Direct effects of pneumococcal conjugate vaccines among children in Latin America and the Caribbean.

In Latin America and the Caribbean, more than 70% of the 52 countries and territories have introduced pneumococcal conjugate vaccines (PCVs) into their national immunisation programmes for infants. More than 73 million children live in the region, and, as of 2018, about 82% had received at least three doses of PCV. Many reports have described the benefits of PCVs in North America,2, 3 with recent evidence showing these findings in the Latin American and Caribbean countries.4, 5 In The Lancet Infectious Diseases, Clara Inés Agudelo and colleagues' observational study reports data from the Sistema Regional de Vacunas (SIREVA) network. The study is substantial in size (>12 000 isolates), territory (ten countries, eight of which had been using a PCV), and time covered (about 12 years). This observational study provides evidence for the benefits of PCV programmes on reducing the burden of invasive pneumococcal diseases due to Streptococcus pneumoniae among children younger than 5 years in this region.

The authors examined the proportions of submitted isolates that were specific serotypes or groups of serotypes and also converted numbers of isolates to annual reporting rates from participating countries. They found that both annual reporting rates for disease caused by vaccine serotypes and the proportion of isolates submitted to SIREVA that were vaccine serotypes decreased following PCV introduction for countries using the ten-valent pneumococcal conjugate vaccine (PCV10) targeting ten serotypes (Brazil, Chile, Colombia, and Paraguay) and for countries using the 13-valent vaccine (PCV13; Argentina, Dominican Republic, Mexico, and Uruguay). The magnitude of change varied across countries; given the variation found, the surveillance programme design, and differences in immunisation programmes in the participating countries, no conclusion can be made from these data on whether programmes using PCV13 provided more benefit than programmes using PCV10.

The authors also found increases in both annual reporting rates for invasive pneumococcal diseases caused by non-vaccine serotypes and in the proportion of isolates that were non-vaccine serotypes. Note that disease rates, rather than proportions of isolates, should be used to infer whether PCV programmes are associated with replacement disease (ie, an increase in disease caused by serotypes the vaccine does not target).
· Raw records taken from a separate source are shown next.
use chrono::Utc;
use sqlx::SqlitePool;

use super::SqliteInitError;

/// Applies pending schema versions in order, recording each in `schema_migrations`.
pub async fn run_migrations(pool: &SqlitePool) -> Result<(), SqliteInitError> {
    async fn is_applied(pool: &SqlitePool, version: i64) -> Result<bool, sqlx::Error> {
        let row = sqlx::query("SELECT 1 FROM schema_migrations WHERE version = ?1")
            .bind(version)
            .fetch_optional(pool)
            .await?;
        Ok(row.is_some())
    }

    sqlx::query(
        r"
            CREATE TABLE IF NOT EXISTS schema_migrations (
                version INTEGER PRIMARY KEY,
                applied_at TEXT NOT NULL
            );
            ",
    )
    .execute(pool)
    .await?;

    // Version 1: key-value store backing client-local state.
    if !is_applied(pool, 1).await? {
        let mut tx = pool.begin().await?;

        sqlx::query(
            r"
                CREATE TABLE IF NOT EXISTS kv_store (
                    key TEXT PRIMARY KEY NOT NULL,
                    value TEXT NOT NULL,
                    updated_at TEXT NOT NULL
                );
            ",
        )
        .execute(&mut *tx)
        .await?;

        sqlx::query("INSERT INTO schema_migrations (version, applied_at) VALUES (?1, ?2)")
            .bind(1_i64)
            .bind(Utc::now())
            .execute(&mut *tx)
            .await?;

        tx.commit().await?;
    }

    Ok(())
}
Because effective conjugate vaccines remove vaccine serotypes from circulation and therefore from isolates available for submission to surveillance programmes, the proportion of the post-vaccine isolate pool made up of non-vaccine strains will increase, even in situations in which the amount of disease caused by non-vaccine serotypes is unchanged. The annual reporting rates through SIREVA are most likely to be an underestimate of disease burden in the participating countries, as the annual reporting rates were lower than disease rates reported elsewhere.2, 8 The authors found modest increases in annual reporting rates for non-vaccine serotypes as a group in most but not all SIREVA countries and increases in disease caused by serotype 19A in most countries using PCV10.

The study results are important additions to the current body of evidence available in the region of Latin America and the Caribbean. A systematic review of the literature on the effect of PCVs on hospitalisation and mortality in children younger than 5 years in Latin American countries also indicated significant effect of both PCV10 and PCV13, with no evidence of superiority for one vaccine over the other. More recently, a multi-country impact assessment estimated declines in mortality due to pneumonia in ten countries in the Latin American and Caribbean region, five of which are also included in the SIREVA study. Most countries showed evidence of a decline in pneumonia mortality among children aged 2–59 months following PCV introduction.

Pneumococcal disease burden remains high in adults, particularly among the elderly. As the population is ageing in several large countries in this region, the need for prevention of pneumococcal disease in older adults is increasingly important. Despite the robust evidence for direct PCV benefit among children, the available evidence remains sparse for this region on the indirect effect of PCV introduction and pneumococcal serotype distribution among the elderly. Selected countries have recently recommended PCV13 vaccination for the elderly population; nonetheless, if indirect effects are occurring to the extent seen elsewhere, the value of these policies might be limited.

Last but not least, it is essential to consider the still unknown extent of pneumococcal-attributable COVID-19 morbidity and mortality, particularly in older adults. As recently suggested, this information will be important for tailoring vaccination strategies in the near future, given the heavy burden imposed by COVID-19 on health systems. The COVID-19 pandemic has already resulted in disruption of ordering and administration for infant vaccines in the USA, an indicator that sustaining high coverage for PCV and other infant vaccines and the health benefits of these programmes will be more challenging during the COVID-19 pandemic.